_EXERCISE INPUT_.
use serde::Serialize;

use crate::domain::AttemptError;

/// A failed attempt against one provider
#[derive(Debug, Clone, PartialEq, Eq, Serialize)]
pub struct AttemptFailure {
    pub provider_id: String,
    pub error: AttemptError,
}

impl AttemptFailure {
    pub fn new(provider_id: impl Into<String>, error: AttemptError) -> Self {
        Self {
            provider_id: provider_id.into(),
            error,
        }
    }
}

/// Outcome of a dispatch over a fallback chain
#[derive(Debug, Clone, PartialEq, Serialize)]
#[serde(tag = "outcome", rename_all = "snake_case")]
pub enum GenerationResult {
    Success {
        text: String,
        provider_id: String,
        #[serde(skip_serializing_if = "Option::is_none")]
        model: Option<String>,
        /// Attempts that failed before the winning provider
        #[serde(skip_serializing_if = "Vec::is_empty")]
        failed_attempts: Vec<AttemptFailure>,
    },
    Failure {
        attempts: Vec<AttemptFailure>,
    },
}

impl GenerationResult {
    pub fn is_success(&self) -> bool {
        matches!(self, Self::Success { .. })
    }

    /// Generated text, if any provider succeeded
    pub fn text(&self) -> Option<&str> {
        match self {
            Self::Success { text, .. } => Some(text),
            Self::Failure { .. } => None,
        }
    }

    /// Id of the provider that produced the text
    pub fn provider_id(&self) -> Option<&str> {
        match self {
            Self::Success { provider_id, .. } => Some(provider_id),
            Self::Failure { .. } => None,
        }
    }
}

#[cfg(test)]
mod tests {
    use super::*;

    #[test]
    fn test_success_accessors() {
        let result = GenerationResult::Success {
            text: "Recipe X".to_string(),
            provider_id: "C".to_string(),
            model: None,
            failed_attempts: vec![],
        };

        assert!(result.is_success());
        assert_eq!(result.text(), Some("Recipe X"));
        assert_eq!(result.provider_id(), Some("C"));
    }

    #[test]
    fn test_failure_serialization() {
        let result = GenerationResult::Failure {
            attempts: vec![AttemptFailure::new(
                "openai:gpt-4o-mini",
                AttemptError::status(500, "oops"),
            )],
        };

        let json = serde_json::to_value(&result).unwrap();
        assert_eq!(json["outcome"], "failure");
        assert_eq!(json["attempts"][0]["provider_id"], "openai:gpt-4o-mini");
        assert_eq!(json["attempts"][0]["error"]["status"], 500);
        assert!(result.text().is_none());
    }
}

_WHAT TO DO_.
Write out the entries above word for word.

_SOLUTION FOR THIS TASK_.
use serde::Serialize;

use crate::domain::AttemptError;

/// A failed attempt against one provider
#[derive(Debug, Clone, PartialEq, Eq, Serialize)]
pub struct AttemptFailure {
    pub provider_id: String,
    pub error: AttemptError,
}

impl AttemptFailure {
    pub fn new(provider_id: impl Into<String>, error: AttemptError) -> Self {
        Self {
            provider_id: provider_id.into(),
            error,
        }
    }
}

/// Outcome of a dispatch over a fallback chain
#[derive(Debug, Clone, PartialEq, Serialize)]
#[serde(tag = "outcome", rename_all = "snake_case")]
pub enum GenerationResult {
    Success {
        text: String,
        provider_id: String,
        #[serde(skip_serializing_if = "Option::is_none")]
        model: Option<String>,
        /// Attempts that failed before the winning provider
        #[serde(skip_serializing_if = "Vec::is_empty")]
        failed_attempts: Vec<AttemptFailure>,
    },
    Failure {
        attempts: Vec<AttemptFailure>,
    },
}

impl GenerationResult {
    pub fn is_success(&self) -> bool {
        matches!(self, Self::Success { .. })
    }

    /// Generated text, if any provider succeeded
    pub fn text(&self) -> Option<&str> {
        match self {
            Self::Success { text, .. } => Some(text),
            Self::Failure { .. } => None,
        }
    }

    /// Id of the provider that produced the text
    pub fn provider_id(&self) -> Option<&str> {
        match self {
            Self::Success { provider_id, .. } => Some(provider_id),
            Self::Failure { .. } => None,
        }
    }
}

#[cfg(test)]
mod tests {
    use super::*;

    #[test]
    fn test_success_accessors() {
        let result = GenerationResult::Success {
            text: "Recipe X".to_string(),
            provider_id: "C".to_string(),
            model: None,
            failed_attempts: vec![],
        };

        assert!(result.is_success());
        assert_eq!(result.text(), Some("Recipe X"));
        assert_eq!(result.provider_id(), Some("C"));
    }

    #[test]
    fn test_failure_serialization() {
        let result = GenerationResult::Failure {
            attempts: vec![AttemptFailure::new(
                "openai:gpt-4o-mini",
                AttemptError::status(500, "oops"),
            )],
        };

        let json = serde_json::to_value(&result).unwrap();
        assert_eq!(json["outcome"], "failure");
        assert_eq!(json["attempts"][0]["provider_id"], "openai:gpt-4o-mini");
        assert_eq!(json["attempts"][0]["error"]["status"], 500);
        assert!(result.text().is_none());
    }
}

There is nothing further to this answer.